I shook my head, “Cause that’s what you’re about to go do.”
“You trying to stop people from being themselves again?” Dwight asked.
He was right. In that moment, I was doing it again, not allowing her to be her. After it was brought to my attention, I let it go. She cleaned all of the dishes and the kitchen. I went to sleep. And both of those actions were perfectly fine.
While I was functioning with my MIL in the present, my cousin’s husband, let’s call him Buddy, was interacting with me in the past.
Buddy has a history with crack-cocaine, drinking, and physical abuse. Because of this, Buddy hasn’t been welcomed in my home or around my family for over 20 years. He recently began rehab, so Dwight and I agreed that it was okay for him to re-enter our family’s functions.
Everything was going well. My cousins, Buddy, and I played Spades. He drank the Paul Masson Brandy that he’d brought. He devoured the case of Corona he’d lugged in. We laughed. We talked. They won the game.
The night wore on. A corner of brandy sat in the bottle. Three Coronas remained.
“You know I think God sent her to me,” he said pointing to his wife, “Without her, I wouldn’t have been able to make it.”
“I agree, Buddy. She’s the only one who could be with you.”
What did I say that for? Buddy went into a tirade.
“Kathy, you know you never did like me,” he started.
“That was the past.

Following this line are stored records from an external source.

//! Minimal geometry types shared by the meshing and render crates.
#![forbid(unsafe_code)]

use core::ops::{Add, AddAssign, Div, Mul, Neg, Sub, SubAssign};

#[derive(Clone, Copy, Debug, Default, PartialEq)]
#[cfg_attr(test, derive(proptest_derive::Arbitrary))]
pub struct Vec3 {
    pub x: f32,
    pub y: f32,
    pub z: f32,
}

impl Vec3 {
    pub const ZERO: Vec3 = Vec3 {
        x: 0.0,
        y: 0.0,
        z: 0.0,
    };
    pub const ONE: Vec3 = Vec3 {
        x: 1.0,
        y: 1.0,
        z: 1.0,
    };

    #[inline]
    pub const fn new(x: f32, y: f32, z: f32) -> Self {
        Self { x, y, z }
    }

    #[inline]
    pub const fn splat(v: f32) -> Self {
        Self { x: v, y: v, z: v }
    }

    #[inline]
    pub fn dot(self, rhs: Vec3) -> f32 {
        self.x * rhs.x + self.y * rhs.y + self.z * rhs.z
    }

    #[inline]
    pub fn cross(self, rhs: Vec3) -> Vec3 {
        Vec3 {
            x: self.y * rhs.z - self.z * rhs.y,
            y: self.z * rhs.x - self.x * rhs.z,
            z: self.x * rhs.y - self.y * rhs.x,
        }
    }

    #[inline]
    pub fn length(self) -> f32 {
        self.dot(self).sqrt()
    }

    #[inline]
    pub fn normalized(self) -> Vec3 {
        let len = self.length();
        if len > 0.0 { self / len } else { self }
    }

    #[inline]
    pub fn abs(self) -> Vec3 {
        Vec3::new(self.x.abs(), self.y.abs(), self.z.abs())
    }

    /// Component-wise maximum.
    #[inline]
    pub fn max(self, rhs: Vec3) -> Vec3 {
        Vec3::new(self.x.max(rhs.x), self.y.max(rhs.y), self.z.max(rhs.z))
    }
}

impl From<IVec3> for Vec3 {
    #[inline]
    fn from(v: IVec3) -> Self {
        Vec3::new(v.x as f32, v.y as f32, v.z as f32)
    }
}

impl Add for Vec3 {
    type Output = Vec3;
    #[inline]
    fn add(self, rhs: Vec3) -> Vec3 {
        Vec3::new(self.x + rhs.x, self.y + rhs.y, self.z + rhs.z)
    }
}

impl AddAssign for Vec3 {
    #[inline]
    fn add_assign(&mut self, rhs: Vec3) {
        self.x += rhs.x;
        self.y += rhs.y;
        self.z += rhs.z;
    }
}

impl Sub for Vec3 {
    type Output = Vec3;
    #[inline]
    fn sub(self, rhs: Vec3) -> Vec3 {
        Vec3::new(self.x - rhs.x, self.y - rhs.y, self.z - rhs.z)
    }
}

impl Sub<f32> for Vec3 {
    type Output = Vec3;
    #[inline]
    fn sub(self, rhs: f32) -> Vec3 {
        Vec3::new(self.x - rhs, self.y - rhs, self.z - rhs)
    }
}

impl SubAssign for Vec3 {
    #[inline]
    fn sub_assign(&mut self, rhs: Vec3) {
        self.x -= rhs.x;
        self.y -= rhs.y;
        self.z -= rhs.z;
    }
}

impl Mul<f32> for Vec3 {
    type Output = Vec3;
    #[inline]
    fn mul(self, rhs: f32) -> Vec3 {
        Vec3::new(self.x * rhs, self.y * rhs, self.z * rhs)
    }
}

impl Div<f32> for Vec3 {
    type Output = Vec3;
    #[inline]
    fn div(self, rhs: f32) -> Vec3 {
        Vec3::new(self.x / rhs, self.y / rhs, self.z / rhs)
    }
}

/// Integer lattice vector used for voxel coordinates and slice bases.
#[derive(Clone, Copy, Debug, Default, PartialEq, Eq, Hash)]
#[cfg_attr(test, derive(proptest_derive::Arbitrary))]
pub struct IVec3 {
    pub x: i32,
    pub y: i32,
    pub z: i32,
}

impl IVec3 {
    pub const ZERO: IVec3 = IVec3 { x: 0, y: 0, z: 0 };
    pub const X: IVec3 = IVec3 { x: 1, y: 0, z: 0 };
    pub const Y: IVec3 = IVec3 { x: 0, y: 1, z: 0 };
    pub const Z: IVec3 = IVec3 { x: 0, y: 0, z: 1 };

    #[inline]
    pub const fn new(x: i32, y: i32, z: i32) -> Self {
        Self { x, y, z }
    }

    #[inline]
    pub const fn dot(self, rhs: IVec3) -> i32 {
        self.x * rhs.x + self.y * rhs.y + self.z * rhs.z
    }

    #[inline]
    pub const fn cross(self, rhs: IVec3) -> IVec3 {
        IVec3 {
            x: self.y * rhs.z - self.z * rhs.y,
            y: self.z * rhs.x - self.x * rhs.z,
            z: self.x * rhs.y - self.y * rhs.x,
        }
    }
}

impl Add for IVec3 {
    type Output = IVec3;
    #[inline]
    fn add(self, rhs: IVec3) -> IVec3 {
        IVec3::new(self.x + rhs.x, self.y + rhs.y, self.z + rhs.z)
    }
}

impl AddAssign for IVec3 {
    #[inline]
    fn add_assign(&mut self, rhs: IVec3) {
        self.x += rhs.x;
        self.y += rhs.y;
        self.z += rhs.z;
    }
}

impl Sub for IVec3 {
    type Output = IVec3;
    #[inline]
    fn sub(self, rhs: IVec3) -> IVec3 {
        IVec3::new(self.x - rhs.x, self.y - rhs.y, self.z - rhs.z)
    }
}

impl SubAssign for IVec3 {
    #[inline]
    fn sub_assign(&mut self, rhs: IVec3) {
        self.x -= rhs.x;
        self.y -= rhs.y;
        self.z -= rhs.z;
    }
}

impl Mul<i32> for IVec3 {
    type Output = IVec3;
    #[inline]
    fn mul(self, rhs: i32) -> IVec3 {
        IVec3::new(self.x * rhs, self.y * rhs, self.z * rhs)
    }
}

impl Neg for IVec3 {
    type Output = IVec3;
    #[inline]
    fn neg(self) -> IVec3 {
        IVec3::new(-self.x, -self.y, -self.z)
    }
}

#[derive(Clone, Copy, Debug, Default, PartialEq)]
#[cfg_attr(test, derive(proptest_derive::Arbitrary))]
pub struct Aabb {
    pub min: Vec3,
    pub max: Vec3,
}

impl Aabb {
    #[inline]
    pub const fn new(min: Vec3, max: Vec3) -> Self {
        Self { min, max }
    }

    /// Box anchored at `origin` spanning `size` along each axis.
    #[inline]
    pub fn from_origin_size(origin: Vec3, size: Vec3) -> Self {
        Self::new(origin, origin + size)
    }

    #[inline]
    pub fn center(self) -> Vec3 {
        (self.min + self.max) / 2.0
    }

    #[inline]
    pub fn extents(self) -> Vec3 {
        self.max - self.min
    }

    #[inline]
    pub fn translated(self, t: Vec3) -> Aabb {
        Aabb::new(self.min + t, self.max + t)
    }

    #[inline]
    pub fn contains(self, p: Vec3) -> bool {
        p.x >= self.min.x
            && p.y >= self.min.y
            && p.z >= self.min.z
            && p.x <= self.max.x
            && p.y <= self.max.y
            && p.z <= self.max.z
    }

    /// Squared distance from `p` to the closest point of the box (0 inside).
    pub fn distance_sq(self, p: Vec3) -> f32 {
        let dx = (self.min.x - p.x).max(0.0).max(p.x - self.max.x);
        let dy = (self.min.y - p.y).max(0.0).max(p.y - self.max.y);
        let dz = (self.min.z - p.z).max(0.0).max(p.z - self.max.z);
        dx * dx + dy * dy + dz * dz
    }
}

#[cfg(test)]
mod tests {
    use super::*;
    use proptest::prelude::*;

    proptest! {
        #[test]
        fn ivec_cross_is_orthogonal(a in (-64i32..64, -64i32..64, -64i32..64), b in (-64i32..64, -64i32..64, -64i32..64)) {
            let a = IVec3::new(a.0, a.1, a.2);
            let b = IVec3::new(b.0, b.1, b.2);
            let c = a.cross(b);
            prop_assert_eq!(a.dot(c), 0);
            prop_assert_eq!(b.dot(c), 0);
        }
    }

    #[test]
    fn ivec_basis_cross() {
        assert_eq!(IVec3::X.cross(IVec3::Y), IVec3::Z);
        assert_eq!(IVec3::Y.cross(IVec3::Z), IVec3::X);
        assert_eq!(IVec3::Z.cross(IVec3::X), IVec3::Y);
        assert_eq!(-IVec3::X * 3, IVec3::new(-3, 0, 0));
    }
}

I thought we were cool now?”
“Naw. Naw. You never did like me,” he continued.
I don’t want to bore you with the rest of the story. Basically, I tried to convince him that it is 2017. He’s in rehab. We are getting along today, and that’s all that matters.
But that wasn’t all that mattered. He hobbled off to complain about my family and me to anyone else who would listen. About an hour later, he got into a verbal altercation with my aunt, his daughter, and his wife. His thirteen-year-old daughter’s eyes were beet red. Everyone’s lips were tight. Pursed.
His inebriation cut the thick silence, “YOU DON’T KNOW WHAT I’VE HAD TO DEAL WITH FROM THIS FAMILY!” he yelled.
And so there it was.
It didn’t matter how nice I was to him or how great of a time I thought we’d had that day. Buddy lived in a past of hurt and functioned from that past that weekend. I don’t want to ignore the fact that alcohol also exacerbated the situation. I’m not sure why he felt the need to get uncontrollably drunk. And I don’t want to guess.
The next day, he stayed at the hotel and didn’t emerge until it was time for them to return home. Even when he did come by the house to say good-bye, Dwight had to coax him out of the Expedition. Even when he did come in the house, he averted eye contact. He was embarrassed. We all hugged him and thanked him for coming.
There it is, one happy ending and one work in progress. But that’s how life is, right? Everything isn’t always tied up nicely with a bow. Flawed and traumatic relationships take time to heal. That’s just the nature of the human condition.